[Opening SOURCE MATERIAL section]

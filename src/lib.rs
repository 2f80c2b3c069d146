//! # query-kit
//!
//! Cached, validated reads for a GraphQL gateway in front of slow data
//! sources.
//!
//! ## Features
//!
//! - **Cache first:** every read goes through a shared cache store keyed by a
//!   per-query key function
//! - **Validated:** cached and fetched values are checked by a [`decoder::Decoder`];
//!   corrupt cache entries repair themselves and are reported
//! - **Stale-while-revalidate:** cache hits can enqueue a background refresh,
//!   at most one per key at a time
//! - **Backend agnostic:** in-memory and Redis stores behind [`CacheBackend`]
//! - **Admin tooling:** [`QueryRegistry`] maps raw keys back to queries
//!
//! ## Quick Start
//!
//! ```
//! use query_kit::backend::InMemoryBackend;
//! use query_kit::decoder::{Decoder, Json};
//! use query_kit::key::CacheKeyBuilder;
//! use query_kit::{Cache, CachePolicy, Environment, Query, QuerySpec, Result, SwrQueue};
//! use serde::{Deserialize, Serialize};
//! use serde_json::{json, Value};
//!
//! #[derive(Clone, Debug, Serialize, Deserialize)]
//! struct License {
//!     id: u32,
//!     title: String,
//! }
//!
//! struct LicenseQuery {
//!     decoder: Json<License>,
//! }
//!
//! impl QuerySpec for LicenseQuery {
//!     type Payload = u32;
//!     type Result = License;
//!
//!     fn name(&self) -> &str {
//!         "LicenseQuery"
//!     }
//!
//!     fn get_key(&self, id: &u32) -> String {
//!         CacheKeyBuilder::build("license", id)
//!     }
//!
//!     fn get_payload(&self, key: &str) -> Option<u32> {
//!         CacheKeyBuilder::parse_id(key, "license")
//!     }
//!
//!     async fn get_current_value(&self, id: &u32, _previous: Option<&License>) -> Result<Value> {
//!         Ok(json!({"id": id, "title": "title"}))
//!     }
//!
//!     fn decoder(&self) -> &dyn Decoder<License> {
//!         &self.decoder
//!     }
//!
//!     fn policy(&self) -> CachePolicy {
//!         CachePolicy::swr().with_frequency(0.1)
//!     }
//!
//!     fn example_payload(&self) -> u32 {
//!         1
//!     }
//! }
//!
//! # #[tokio::main]
//! # async fn main() -> Result<()> {
//! let env = Environment::new(Cache::new(InMemoryBackend::new()), SwrQueue::builder().start());
//! let licenses = Query::new(LicenseQuery { decoder: Json::named("License") }, env)?;
//!
//! let license = licenses.query(&1).await?; // fetched and cached
//! let again = licenses.query(&1).await?; // served from cache
//! assert_eq!(license.title, again.title);
//! # Ok(())
//! # }
//! ```

#[macro_use]
extern crate log;

pub mod backend;
pub mod cache;
pub mod decoder;
pub mod error;
pub mod key;
pub mod observability;
pub mod query;
pub mod query_spec;
pub mod random;
pub mod registry;
pub mod serialization;
pub mod swr;
pub mod time;

// Re-exports for convenience
pub use backend::CacheBackend;
pub use cache::{Cache, CacheEntry};
pub use error::{Error, InvalidCurrentValueError, Result};
pub use query::{Environment, Payloads, Query, SetCache};
pub use query_spec::{CachePolicy, QuerySpec};
pub use registry::{AnyQuery, QueryRegistry, QuerySource};
pub use swr::{JobStatus, SwrQueue, SwrQueueConfig};

/// Library version
pub const VERSION: &str = env!("CARGO_PKG_VERSION");
use std::fs;

fn main() {
    let version_file = fs::read_to_string("VERSION")
        .expect("VERSION file not found - run: echo '0.3.0' > VERSION");

    let version = version_file.trim();
    let cargo_version = env!("CARGO_PKG_VERSION");

    if version != cargo_version {
        panic!(
            "\n\n\
            VERSION MISMATCH\n\
            VERSION file: {}\n\
            Cargo.toml:   {}\n\n\
            Bump both together before releasing query-kit.\n\n",
            version, cargo_version
        );
    }

    println!("cargo:rerun-if-changed=VERSION");
}
//! In-memory cache backend (default, thread-safe, async).
//!
//! Uses DashMap for concurrent access with per-key sharding.
//! Storage TTLs are checked lazily on access.

use super::CacheBackend;
use crate::error::Result;
use dashmap::DashMap;
use std::sync::Arc;
use std::time::{Duration, Instant};

struct Slot {
    data: Vec<u8>,
    expires_at: Option<Instant>,
}

impl Slot {
    fn new(data: Vec<u8>, ttl: Option<Duration>) -> Self {
        let expires_at = ttl.map(|d| Instant::now() + d);
        Slot { data, expires_at }
    }

    fn is_expired(&self) -> bool {
        self.expires_at.is_some_and(|exp| Instant::now() > exp)
    }
}

/// Thread-safe in-memory cache backend.
///
/// Clones share the same store, so a gateway can hand one instance to its
/// queries and keep another for inspection.
///
/// # Example
///
/// ```no_run
/// use query_kit::backend::{CacheBackend, InMemoryBackend};
///
/// #[tokio::main]
/// async fn main() -> Result<(), Box<dyn std::error::Error>> {
///     let backend = InMemoryBackend::new();
///     backend.set("license/1", b"bytes".to_vec(), None).await?;
///     assert!(backend.get("license/1").await?.is_some());
///     Ok(())
/// }
/// ```
#[derive(Clone)]
pub struct InMemoryBackend {
    store: Arc<DashMap<String, Slot>>,
}

impl InMemoryBackend {
    /// Create a new in-memory cache backend.
    pub fn new() -> Self {
        InMemoryBackend {
            store: Arc::new(DashMap::new()),
        }
    }

    /// Number of stored entries, expired ones included.
    pub fn len(&self) -> usize {
        self.store.len()
    }

    /// Check if the store is empty.
    pub fn is_empty(&self) -> bool {
        self.store.is_empty()
    }

    /// Live keys, sorted. Used by admin tooling to list what is cached.
    pub fn keys(&self) -> Vec<String> {
        let mut keys: Vec<String> = self
            .store
            .iter()
            .filter(|slot| !slot.is_expired())
            .map(|slot| slot.key().clone())
            .collect();
        keys.sort();
        keys
    }

    /// Drop every entry.
    pub fn clear(&self) {
        self.store.clear();
        warn!("InMemory CLEAR executed - all cache entries dropped");
    }

    /// Memory statistics.
    pub fn stats(&self) -> CacheStats {
        let total_bytes: usize = self.store.iter().map(|slot| slot.data.len()).sum();
        let expired_count = self.store.iter().filter(|slot| slot.is_expired()).count();

        CacheStats {
            total_entries: self.store.len(),
            expired_entries: expired_count,
            total_bytes,
        }
    }
}

impl Default for InMemoryBackend {
    fn default() -> Self {
        Self::new()
    }
}

impl CacheBackend for InMemoryBackend {
    async fn get(&self, key: &str) -> Result<Option<Vec<u8>>> {
        if let Some(slot) = self.store.get(key) {
            if !slot.is_expired() {
                debug!("InMemory GET {} -> HIT", key);
                return Ok(Some(slot.data.clone()));
            }
        }

        // A writer may have replaced the expired slot since the check above.
        self.store.remove_if(key, |_, slot| slot.is_expired());
        debug!("InMemory GET {} -> MISS", key);
        Ok(None)
    }

    async fn set(&self, key: &str, value: Vec<u8>, ttl: Option<Duration>) -> Result<()> {
        self.store.insert(key.to_string(), Slot::new(value, ttl));

        match ttl {
            Some(d) => debug!("InMemory SET {} (TTL: {:?})", key, d),
            None => debug!("InMemory SET {}", key),
        }

        Ok(())
    }

    async fn delete(&self, key: &str) -> Result<()> {
        self.store.remove(key);
        debug!("InMemory DELETE {}", key);
        Ok(())
    }
}

/// Cache statistics.
#[derive(Clone, Debug)]
pub struct CacheStats {
    pub total_entries: usize,
    pub expired_entries: usize,
    pub total_bytes: usize,
}
//! Cache key helpers.
//!
//! Keys must be unique across every query in the gateway, and each query must
//! be able to map its keys back to payloads. Building keys as
//! `"{prefix}/{part}/{part}"` with a distinct prefix per query and parsing them
//! with the same prefix gives both properties.

use std::fmt::Display;
use std::str::FromStr;

/// Separator between key segments.
pub const SEPARATOR: char = '/';

/// Builder and parser for `/`-separated cache keys.
pub struct CacheKeyBuilder;

impl CacheKeyBuilder {
    /// `prefix/id`
    pub fn build(prefix: &str, id: &dyn Display) -> String {
        format!("{}{}{}", prefix, SEPARATOR, id)
    }

    /// Join arbitrary parts with the separator.
    pub fn build_composite(parts: &[&str]) -> String {
        parts.join("/")
    }

    /// The remainder of `key` after `prefix/`, or `None` if the key belongs to
    /// another prefix.
    pub fn strip_prefix<'a>(key: &'a str, prefix: &str) -> Option<&'a str> {
        key.strip_prefix(prefix)?.strip_prefix(SEPARATOR)
    }

    /// Parse the single segment after `prefix/`.
    ///
    /// Returns `None` for foreign keys, keys with extra segments and ids that
    /// do not parse (`"license/01"` for numeric ids is rejected so that the
    /// key for a payload is unique).
    pub fn parse_id<T>(key: &str, prefix: &str) -> Option<T>
    where
        T: FromStr + Display,
    {
        let rest = Self::strip_prefix(key, prefix)?;
        if rest.is_empty() || rest.contains(SEPARATOR) {
            return None;
        }
        let id: T = rest.parse().ok()?;
        (id.to_string() == rest).then_some(id)
    }

    /// Split a key into its segments.
    pub fn parse(key: &str) -> Vec<&str> {
        key.split(SEPARATOR).collect()
    }
}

[Closing SOURCE MATERIAL section]

» **PROBLEM DETAILS**
Your answer must consist solely of the lines above between the line holding "Building keys as" and the line holding "let id: T = rest.parse().ok()?;", inclusive, copied exactly.

» **WRITTEN ANSWER**
//! be able to map its keys back to payloads. Building keys as
//! `"{prefix}/{part}/{part}"` with a distinct prefix per query and parsing them
//! with the same prefix gives both properties.

use std::fmt::Display;
use std::str::FromStr;

/// Separator between key segments.
pub const SEPARATOR: char = '/';

/// Builder and parser for `/`-separated cache keys.
pub struct CacheKeyBuilder;

impl CacheKeyBuilder {
    /// `prefix/id`
    pub fn build(prefix: &str, id: &dyn Display) -> String {
        format!("{}{}{}", prefix, SEPARATOR, id)
    }

    /// Join arbitrary parts with the separator.
    pub fn build_composite(parts: &[&str]) -> String {
        parts.join("/")
    }

    /// The remainder of `key` after `prefix/`, or `None` if the key belongs to
    /// another prefix.
    pub fn strip_prefix<'a>(key: &'a str, prefix: &str) -> Option<&'a str> {
        key.strip_prefix(prefix)?.strip_prefix(SEPARATOR)
    }

    /// Parse the single segment after `prefix/`.
    ///
    /// Returns `None` for foreign keys, keys with extra segments and ids that
    /// do not parse (`"license/01"` for numeric ids is rejected so that the
    /// key for a payload is unique).
    pub fn parse_id<T>(key: &str, prefix: &str) -> Option<T>
    where
        T: FromStr + Display,
    {
        let rest = Self::strip_prefix(key, prefix)?;
        if rest.is_empty() || rest.contains(SEPARATOR) {
            return None;
        }
        let id: T = rest.parse().ok()?;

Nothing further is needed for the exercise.